- Teresa Jacobson, DBH, LPCC-S, NCC
August 13, 2020
The year 2020 has revealed itself as a year of uncertainty, prompting anxiety for many people across the world. COVID 19 and the high stress that has ensued since has put each person’s resiliency to the test.
Since resilience is a “foundational psychological tool which empowers the individual to feel capable of handling uncertainty” (Hook, 2018), it seems like an opportune time to stock up on the key ingredients of resilience, wellness.
Wellness is nutrition and so much more. Attending to all eight dimensions of wellness can help us feel more balanced; preparing us to be more adaptable, as current or future stressors try to threaten our resiliency. Taking proactive steps to obtain equilibrium can boost our overall well-being.
Stoewen (2017) describes wellness as “a lifestyle, a personalized approach to living life in a way that allows you to become the best kind of person that your potentials, circumstances, and fate will allow.” Because the past is in the past and history, “the present and future lie in the choices you make today. Don’t worry about getting it perfect; just get it going.”

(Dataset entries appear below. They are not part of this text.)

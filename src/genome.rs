//! Genome construction, graph editing, and tick-based activation.
//!
//! The [`Genome`] uses SlotMap-based arena storage for nodes and edges,
//! providing cache-friendly access and safe generational ids instead of
//! shared references. All graph edits go through the genome so that an edge
//! is registered in its target's incoming list for exactly its lifetime.

use rand::Rng;
use rand_distr::StandardNormal;
use serde::{Deserialize, Serialize};
use slotmap::SlotMap;

use crate::graph::{Edge, EdgeId, Node, NodeId};

/// Mutation policy applied when a genome produces offspring.
#[derive(Debug, Clone, Serialize, Deserialize)]
pub struct GenomeConfig {
    /// Standard deviation of the Gaussian noise added to every bias and
    /// weight of an offspring.
    pub value_mutation_deviation: f64,
    /// Probability that an offspring gains a new random edge.
    pub offspring_edge_chance: f64,
    /// Probability that an offspring splits an existing edge.
    pub offspring_split_chance: f64,
}

impl Default for GenomeConfig {
    fn default() -> Self {
        Self {
            value_mutation_deviation: 0.1,
            offspring_edge_chance: 0.6,
            offspring_split_chance: 0.5,
        }
    }
}

/// Draw from N(0, deviation).
pub(crate) fn gaussian<R: Rng>(rng: &mut R, deviation: f64) -> f64 {
    let unit: f64 = rng.sample(StandardNormal);
    deviation * unit
}

/// A recurrent network genome: a weighted directed graph evolved through
/// mutation and run one synchronous tick at a time.
///
/// Nodes are partitioned into inputs, outputs, and hidden nodes. Input and
/// output counts are fixed at construction; hidden nodes appear only through
/// [`add_hidden_node`](Self::add_hidden_node), edge splitting, or decoding a
/// record. Cycles and self-loops are permitted and run deterministically
/// because every tick reads only the previous tick's values.
#[derive(Debug, Clone)]
pub struct Genome {
    pub(crate) nodes: SlotMap<NodeId, Node>,
    pub(crate) edges: SlotMap<EdgeId, Edge>,
    pub(crate) inputs: Vec<NodeId>,
    pub(crate) outputs: Vec<NodeId>,
    pub(crate) hidden: Vec<NodeId>,
    /// Stamp handed to the next edge; see [`Edge`] on encode ordering.
    pub(crate) next_edge_seq: u64,
    pub(crate) config: GenomeConfig,
}

impl Genome {
    /// Create a genome with the given input/output counts and no edges.
    ///
    /// Inputs start with bias 0 and keep it for life; each output draws its
    /// bias from N(0, 1).
    #[must_use]
    pub fn new<R: Rng>(input_count: usize, output_count: usize, rng: &mut R) -> Self {
        Self::with_config(input_count, output_count, GenomeConfig::default(), rng)
    }

    /// Create a genome with an explicit mutation policy.
    #[must_use]
    pub fn with_config<R: Rng>(
        input_count: usize,
        output_count: usize,
        config: GenomeConfig,
        rng: &mut R,
    ) -> Self {
        let mut genome = Self {
            nodes: SlotMap::with_key(),
            edges: SlotMap::with_key(),
            inputs: Vec::with_capacity(input_count),
            outputs: Vec::with_capacity(output_count),
            hidden: Vec::new(),
            next_edge_seq: 0,
            config,
        };

        for _ in 0..input_count {
            let id = genome.nodes.insert(Node::new(0.0));
            genome.inputs.push(id);
        }
        for _ in 0..output_count {
            let id = genome.nodes.insert(Node::new(gaussian(rng, 1.0)));
            genome.outputs.push(id);
        }

        genome
    }

    /// Append a hidden node with the given bias.
    pub fn add_hidden_node(&mut self, bias: f64) -> NodeId {
        let id = self.nodes.insert(Node::new(bias));
        self.hidden.push(id);
        id
    }

    /// Insert an edge from `source` to `target` and attach it to `target`'s
    /// incoming list.
    ///
    /// Parallel edges between the same pair and self-loops are permitted.
    ///
    /// # Panics
    ///
    /// Panics if either endpoint is not a node of this genome.
    pub fn add_edge(&mut self, source: NodeId, target: NodeId, weight: f64) -> EdgeId {
        assert!(
            self.nodes.contains_key(source),
            "edge source is not a node of this genome"
        );
        assert!(
            self.nodes.contains_key(target),
            "edge target is not a node of this genome"
        );

        let seq = self.next_edge_seq;
        self.next_edge_seq += 1;

        let id = self.edges.insert(Edge::new(source, target, weight, seq));
        self.nodes[target].attach_incoming(id);
        id
    }

    /// Remove an edge, detaching it from its target's incoming list.
    ///
    /// Returns the removed edge, or `None` if the id is stale. Removal and
    /// detachment happen together; there is no way to end up with a dangling
    /// backlink.
    pub fn remove_edge(&mut self, id: EdgeId) -> Option<Edge> {
        let edge = self.edges.remove(id)?;
        if let Some(target) = self.nodes.get_mut(edge.target()) {
            target.detach_incoming(id);
        }
        Some(edge)
    }

    /// Advance the network by exactly one synchronous tick.
    ///
    /// The input values are written directly to the input nodes, every node
    /// then computes `bias + sum(weight * source value)` over its incoming
    /// edges against the previous tick's values, and all nodes commit at
    /// once. Returns the output node values in declaration order.
    ///
    /// Values persist across calls, so cyclic structures behave as recurrent
    /// state; there is no implicit reset between ticks.
    ///
    /// # Errors
    ///
    /// Returns [`ActivateError::InvalidInputShape`] if `input_values` does
    /// not match the genome's input count. No node state is touched in that
    /// case.
    pub fn activate(&mut self, input_values: &[f64]) -> Result<Vec<f64>, ActivateError> {
        if input_values.len() != self.inputs.len() {
            return Err(ActivateError::InvalidInputShape {
                expected: self.inputs.len(),
                actual: input_values.len(),
            });
        }

        for (&id, &value) in self.inputs.iter().zip(input_values) {
            self.nodes[id].value = value;
        }

        // Accumulate every node against the previous tick's values. Nothing
        // is committed until all sums are done, which is what makes cycles
        // and self-loops well-defined.
        let order: Vec<NodeId> = self.node_order().collect();
        for &id in &order {
            let mut sum = self.nodes[id].bias;
            for &edge_id in &self.nodes[id].incoming {
                let edge = &self.edges[edge_id];
                sum += edge.weight * self.nodes[edge.source()].value;
            }
            self.nodes[id].next_value = sum;
        }

        for node in self.nodes.values_mut() {
            node.value = node.next_value;
            node.next_value = 0.0;
        }

        Ok(self.outputs.iter().map(|&id| self.nodes[id].value).collect())
    }

    /// Ids of input nodes, in declaration order.
    #[must_use]
    pub fn input_ids(&self) -> &[NodeId] {
        &self.inputs
    }

    /// Ids of output nodes, in declaration order.
    #[must_use]
    pub fn output_ids(&self) -> &[NodeId] {
        &self.outputs
    }

    /// Ids of hidden nodes, in the order they were added.
    #[must_use]
    pub fn hidden_ids(&self) -> &[NodeId] {
        &self.hidden
    }

    /// Total number of nodes across all roles.
    #[must_use]
    pub fn node_count(&self) -> usize {
        self.nodes.len()
    }

    /// Number of edges currently in the genome.
    #[must_use]
    pub fn edge_count(&self) -> usize {
        self.edges.len()
    }

    /// Look up a node by id.
    #[must_use]
    pub fn node(&self, id: NodeId) -> Option<&Node> {
        self.nodes.get(id)
    }

    /// Mutable access to a node, e.g. to pin a known bias.
    pub fn node_mut(&mut self, id: NodeId) -> Option<&mut Node> {
        self.nodes.get_mut(id)
    }

    /// Look up an edge by id.
    #[must_use]
    pub fn edge(&self, id: EdgeId) -> Option<&Edge> {
        self.edges.get(id)
    }

    /// Mutable access to an edge, e.g. to pin a known weight.
    pub fn edge_mut(&mut self, id: EdgeId) -> Option<&mut Edge> {
        self.edges.get_mut(id)
    }

    /// Iterate over all nodes with their ids, in arena order.
    pub fn nodes(&self) -> impl Iterator<Item = (NodeId, &Node)> {
        self.nodes.iter()
    }

    /// Iterate over all edges with their ids, in arena order.
    pub fn edges(&self) -> impl Iterator<Item = (EdgeId, &Edge)> {
        self.edges.iter()
    }

    /// The genome's mutation policy.
    #[must_use]
    pub fn config(&self) -> &GenomeConfig {
        &self.config
    }

    /// Mutable access to the mutation policy.
    pub fn config_mut(&mut self) -> &mut GenomeConfig {
        &mut self.config
    }

    /// Node ids in genome order: inputs, then outputs, then hidden. This
    /// order defines both the tick accumulation order and record indices.
    pub(crate) fn node_order(&self) -> impl Iterator<Item = NodeId> + '_ {
        self.inputs
            .iter()
            .chain(&self.outputs)
            .chain(&self.hidden)
            .copied()
    }
}

/// Error type for activation failures.
#[derive(Debug, Clone, PartialEq, Eq)]
pub enum ActivateError {
    /// The input vector's length does not match the genome's input count.
    InvalidInputShape {
        /// The genome's declared input count.
        expected: usize,
        /// The length of the vector the caller passed.
        actual: usize,
    },
}

impl std::fmt::Display for ActivateError {
    fn fmt(&self, f: &mut std::fmt::Formatter<'_>) -> std::fmt::Result {
        match self {
            ActivateError::InvalidInputShape { expected, actual } => {
                write!(
                    f,
                    "input length {} does not fit a network with {} input nodes",
                    actual, expected
                )
            }
        }
    }
}

impl std::error::Error for ActivateError {}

The Substance Abuse and Mental Health Services Administration (2012) states that each person’s path towards wellness is unique. SAMHSA has been promoting the eight dimensions of wellness as a vital holistic framework to evaluate and improve all aspects of health throughout the last decade. “Every aspect of wellness can affect a person’s life" (SAMHSA, 2012). "Working toward all of them in one way or another is a great goal, because wellness relates directly to the quality of a person’s life.”
SAMHSA has gone so far as designing full campaigns for wellness dimensions, creating workbooks and worksheets to help the public and providers for the public more fully understand a formula that can help harness resilience.
As you consider the eight dimensions of wellness described below; think of the dimensions in your life that could use some attention. Setting a realistic goal for yourself in those areas can help you "get it going".
Physical Wellness – nutrition, physical activities, and self-management of chronic conditions in ways that help you feel healthy. This dimension of wellness might also include appropriate sleep, avoiding tobacco, alcohol, and other drugs, medication safety, and a preventive approach to health.
Intellectual Wellness – keeping our brains active, and sharp. This dimension of wellness might also include exploring personal interests, education, brain exercise, and impactful conversations.
Financial Wellness – income, manageable debt, and savings. This dimension also includes understanding of financial processes and resources, balancing checkbooks, budgets, retirement accounts or other accounts, and managing loans.
Environmental Wellness – being able to feel and be safe in the world. This dimension also includes accessing clean air, food, and water, preserving areas where we live, work, and learn, occupation of stimulating environments to support our overall health, appreciation of nature.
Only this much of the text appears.